(Stored data entries)
= = = = = = =
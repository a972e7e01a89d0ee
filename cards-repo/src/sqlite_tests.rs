//! SQLite repository integration tests.

#[cfg(test)]
mod tests {
    use cards_types::{
        CardId, CardPredicate, CardRepository, ExternalId, HolderId, HolderPredicate,
        HolderRepository, NewCard, NewHolder, RepoError,
    };
    use chrono::{Duration, NaiveDate, Utc};

    use crate::SqliteRepo;

    async fn setup_repo() -> SqliteRepo {
        SqliteRepo::new("sqlite::memory:").await.unwrap()
    }

    fn new_card(number: &str, holder: &str) -> NewCard {
        let now = Utc::now();
        NewCard {
            external_id: ExternalId::new(),
            number: number.to_string(),
            cvc: "123".to_string(),
            expiry: NaiveDate::from_ymd_opt(2099, 12, 31).unwrap(),
            holder_name: holder.to_string(),
            balance: 100.0,
            created_at: now,
            updated_at: now,
        }
    }

    fn new_holder(name: &str) -> NewHolder {
        let now = Utc::now();
        NewHolder {
            name: name.to_string(),
            created_at: now,
            updated_at: now,
        }
    }

    #[tokio::test]
    async fn test_insert_card_assigns_id() {
        let repo = setup_repo().await;

        let first = repo.insert_card(new_card("1111-2222-3333-4444", "Ana")).await.unwrap();
        let second = repo.insert_card(new_card("5555666677778888", "Jose")).await.unwrap();

        assert_eq!(first.id, CardId::new(1));
        assert_eq!(second.id, CardId::new(2));
        assert_eq!(first.number, "1111-2222-3333-4444");
    }

    #[tokio::test]
    async fn test_card_round_trips_through_store() {
        let repo = setup_repo().await;

        let created = repo.insert_card(new_card("1111 2222 3333 4444", "Ana")).await.unwrap();

        let by_id = repo.find_card_by_id(created.id).await.unwrap().unwrap();
        let by_external = repo
            .find_card_by_external_id(created.external_id)
            .await
            .unwrap()
            .unwrap();

        assert_eq!(by_id, created);
        assert_eq!(by_external, created);
    }

    #[tokio::test]
    async fn test_find_card_not_found() {
        let repo = setup_repo().await;

        assert!(repo.find_card_by_id(CardId::new(42)).await.unwrap().is_none());
        assert!(
            repo.find_card_by_external_id(ExternalId::new())
                .await
                .unwrap()
                .is_none()
        );
    }

    #[tokio::test]
    async fn test_find_all_cards_ordered_by_id() {
        let repo = setup_repo().await;

        repo.insert_card(new_card("1111222233334444", "Ana")).await.unwrap();
        repo.insert_card(new_card("5555666677778888", "Jose")).await.unwrap();
        repo.insert_card(new_card("9999000011112222", "Maria")).await.unwrap();

        let ids: Vec<i64> = repo
            .find_all_cards()
            .await
            .unwrap()
            .iter()
            .map(|c| c.id.get())
            .collect();

        assert_eq!(ids, vec![1, 2, 3]);
    }

    #[tokio::test]
    async fn test_find_cards_by_predicates() {
        let repo = setup_repo().await;

        repo.insert_card(new_card("1111-2222-3333-4444", "Ana Maria")).await.unwrap();
        repo.insert_card(new_card("1111-0000-0000-0000", "Jose")).await.unwrap();
        repo.insert_card(new_card("9999-0000-0000-0000", "MARIA")).await.unwrap();

        let by_number = repo
            .find_cards_by(&CardPredicate::NumberContains("1111".into()))
            .await
            .unwrap();
        assert_eq!(by_number.len(), 2);

        let by_holder = repo
            .find_cards_by(&CardPredicate::HolderContains("maria".into()))
            .await
            .unwrap();
        assert_eq!(by_holder.len(), 2);

        let both = repo
            .find_cards_by(&CardPredicate::NumberAndHolderContain {
                number: "1111".into(),
                holder: "maria".into(),
            })
            .await
            .unwrap();
        assert_eq!(both.len(), 1);
        assert_eq!(both[0].holder_name, "Ana Maria");

        let exact = repo
            .find_cards_by(&CardPredicate::HolderIs("maria".into()))
            .await
            .unwrap();
        assert_eq!(exact.len(), 1);
        assert_eq!(exact[0].holder_name, "MARIA");
    }

    #[tokio::test]
    async fn test_needle_is_matched_literally() {
        let repo = setup_repo().await;

        repo.insert_card(new_card("1111222233334444", "Ana")).await.unwrap();

        let percent = repo
            .find_cards_by(&CardPredicate::HolderContains("%".into()))
            .await
            .unwrap();
        let underscore = repo
            .find_cards_by(&CardPredicate::HolderContains("A_a".into()))
            .await
            .unwrap();

        assert!(percent.is_empty());
        assert!(underscore.is_empty());
    }

    #[tokio::test]
    async fn test_exists_card_by() {
        let repo = setup_repo().await;

        repo.insert_card(new_card("1111222233334444", "Ana")).await.unwrap();

        assert!(
            repo.exists_card_by(&CardPredicate::HolderIs("ANA".into()))
                .await
                .unwrap()
        );
        assert!(
            !repo
                .exists_card_by(&CardPredicate::HolderIs("An".into()))
                .await
                .unwrap()
        );
    }

    #[tokio::test]
    async fn test_replace_card() {
        let repo = setup_repo().await;

        let mut card = repo.insert_card(new_card("1111222233334444", "Ana")).await.unwrap();
        card.balance = 500.0;
        card.cvc = "999".to_string();
        card.updated_at = card.updated_at + Duration::seconds(5);

        let replaced = repo.replace_card(card.clone()).await.unwrap();
        let fetched = repo.find_card_by_id(card.id).await.unwrap().unwrap();

        assert_eq!(replaced, card);
        assert_eq!(fetched, card);
    }

    #[tokio::test]
    async fn test_replace_missing_card_is_not_found() {
        let repo = setup_repo().await;

        let card = new_card("1111222233334444", "Ana").with_id(CardId::new(7));
        let result = repo.replace_card(card).await;

        assert!(matches!(result, Err(RepoError::NotFound)));
    }

    #[tokio::test]
    async fn test_duplicate_external_id_is_conflict() {
        let repo = setup_repo().await;

        let card = new_card("1111222233334444", "Ana");
        repo.insert_card(card.clone()).await.unwrap();
        let result = repo.insert_card(card).await;

        assert!(matches!(result, Err(RepoError::Conflict(_))));
    }

    #[tokio::test]
    async fn test_delete_card() {
        let repo = setup_repo().await;

        let card = repo.insert_card(new_card("1111222233334444", "Ana")).await.unwrap();

        assert!(repo.delete_card_by_id(card.id).await.unwrap());
        assert!(!repo.delete_card_by_id(card.id).await.unwrap());
        assert!(repo.find_card_by_id(card.id).await.unwrap().is_none());
    }

    #[tokio::test]
    async fn test_insert_and_find_holder() {
        let repo = setup_repo().await;

        let holder = repo.insert_holder(new_holder("Ana")).await.unwrap();
        let fetched = repo.find_holder_by_id(holder.id).await.unwrap().unwrap();

        assert_eq!(holder.id, HolderId::new(1));
        assert_eq!(fetched, holder);
    }

    #[tokio::test]
    async fn test_holder_names_are_unique_ignoring_case() {
        let repo = setup_repo().await;

        repo.insert_holder(new_holder("Ana")).await.unwrap();
        let result = repo.insert_holder(new_holder("ANA")).await;

        assert!(matches!(result, Err(RepoError::Conflict(_))));
    }

    #[tokio::test]
    async fn test_find_holders_by_name() {
        let repo = setup_repo().await;

        repo.insert_holder(new_holder("Ana Maria")).await.unwrap();
        repo.insert_holder(new_holder("Mariano")).await.unwrap();
        repo.insert_holder(new_holder("Jose")).await.unwrap();

        let containing = repo
            .find_holders_by(&HolderPredicate::NameContains("MARI".into()))
            .await
            .unwrap();
        let names: Vec<_> = containing.iter().map(|h| h.name.as_str()).collect();
        assert_eq!(names, vec!["Ana Maria", "Mariano"]);

        let exact = repo
            .find_holders_by(&HolderPredicate::NameIs("jose".into()))
            .await
            .unwrap();
        assert_eq!(exact.len(), 1);
        assert_eq!(exact[0].name, "Jose");
    }

    #[tokio::test]
    async fn test_rename_holder_onto_existing_name_is_conflict() {
        let repo = setup_repo().await;

        repo.insert_holder(new_holder("Ana")).await.unwrap();
        let mut jose = repo.insert_holder(new_holder("Jose")).await.unwrap();
        jose.name = "ana".to_string();

        let result = repo.replace_holder(jose).await;

        assert!(matches!(result, Err(RepoError::Conflict(_))));
    }

    #[tokio::test]
    async fn test_delete_holder_unreferenced() {
        let repo = setup_repo().await;

        let holder = repo.insert_holder(new_holder("Ana")).await.unwrap();
        let still_referenced = CardPredicate::HolderIs(holder.name.clone());

        assert!(
            repo.delete_holder_unreferenced(holder.id, &still_referenced)
                .await
                .unwrap()
        );
        assert!(repo.find_holder_by_id(holder.id).await.unwrap().is_none());
    }

    #[tokio::test]
    async fn test_delete_holder_with_cards_is_refused() {
        let repo = setup_repo().await;

        let holder = repo.insert_holder(new_holder("Ana")).await.unwrap();
        repo.insert_card(new_card("1111222233334444", "ana")).await.unwrap();
        let still_referenced = CardPredicate::HolderIs(holder.name.clone());

        let deleted = repo
            .delete_holder_unreferenced(holder.id, &still_referenced)
            .await
            .unwrap();

        assert!(!deleted);
        assert!(repo.find_holder_by_id(holder.id).await.unwrap().is_some());
    }

    #[tokio::test]
    async fn test_accented_names_are_unique_ignoring_case() {
        let repo = setup_repo().await;

        repo.insert_holder(new_holder("Élodie")).await.unwrap();
        let result = repo.insert_holder(new_holder("élodie")).await;

        assert!(matches!(result, Err(RepoError::Conflict(_))));

        let found = repo
            .find_holders_by(&HolderPredicate::NameContains("ÉLO".into()))
            .await
            .unwrap();
        assert_eq!(found.len(), 1);
        assert_eq!(found[0].name, "Élodie");
    }

    #[tokio::test]
    async fn test_accented_holder_with_cards_is_not_deleted() {
        let repo = setup_repo().await;

        let holder = repo.insert_holder(new_holder("Élodie")).await.unwrap();
        let card = repo
            .insert_card(new_card("1111222233334444", "élodie"))
            .await
            .unwrap();
        let still_referenced = CardPredicate::HolderIs(holder.name.clone());

        assert!(still_referenced.matches(&card));
        assert!(repo.exists_card_by(&still_referenced).await.unwrap());
        let by_holder = repo
            .find_cards_by(&CardPredicate::HolderContains("ÉLOD".into()))
            .await
            .unwrap();
        assert_eq!(by_holder, vec![card]);

        let deleted = repo
            .delete_holder_unreferenced(holder.id, &still_referenced)
            .await
            .unwrap();

        assert!(!deleted);
        assert!(repo.find_holder_by_id(holder.id).await.unwrap().is_some());
    }

    #[tokio::test]
    async fn test_delete_missing_holder_returns_false() {
        let repo = setup_repo().await;

        let still_referenced = CardPredicate::HolderIs("Nobody".into());
        let deleted = repo
            .delete_holder_unreferenced(HolderId::new(9), &still_referenced)
            .await
            .unwrap();

        assert!(!deleted);
    }

    #[tokio::test]
    async fn test_file_backed_database_persists() {
        let dir = tempfile::tempdir().unwrap();
        let url = format!("sqlite://{}/nested/cards.db", dir.path().display());

        let id = {
            let repo = SqliteRepo::new(&url).await.unwrap();
            repo.insert_holder(new_holder("Ana")).await.unwrap().id
        };

        let reopened = SqliteRepo::new(&url).await.unwrap();
        let holder = reopened.find_holder_by_id(id).await.unwrap().unwrap();
        assert_eq!(holder.name, "Ana");
    }
}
= = = = = = =
• Aim of the task:
Wherever the string "HolderContains" is found in the entries, copy the line it sits in.

• Solution below:
            .find_cards_by(&CardPredicate::HolderContains("maria".into()))
            .find_cards_by(&CardPredicate::HolderContains("%".into()))
            .find_cards_by(&CardPredicate::HolderContains("A_a".into()))
            .find_cards_by(&CardPredicate::HolderContains("ÉLOD".into()))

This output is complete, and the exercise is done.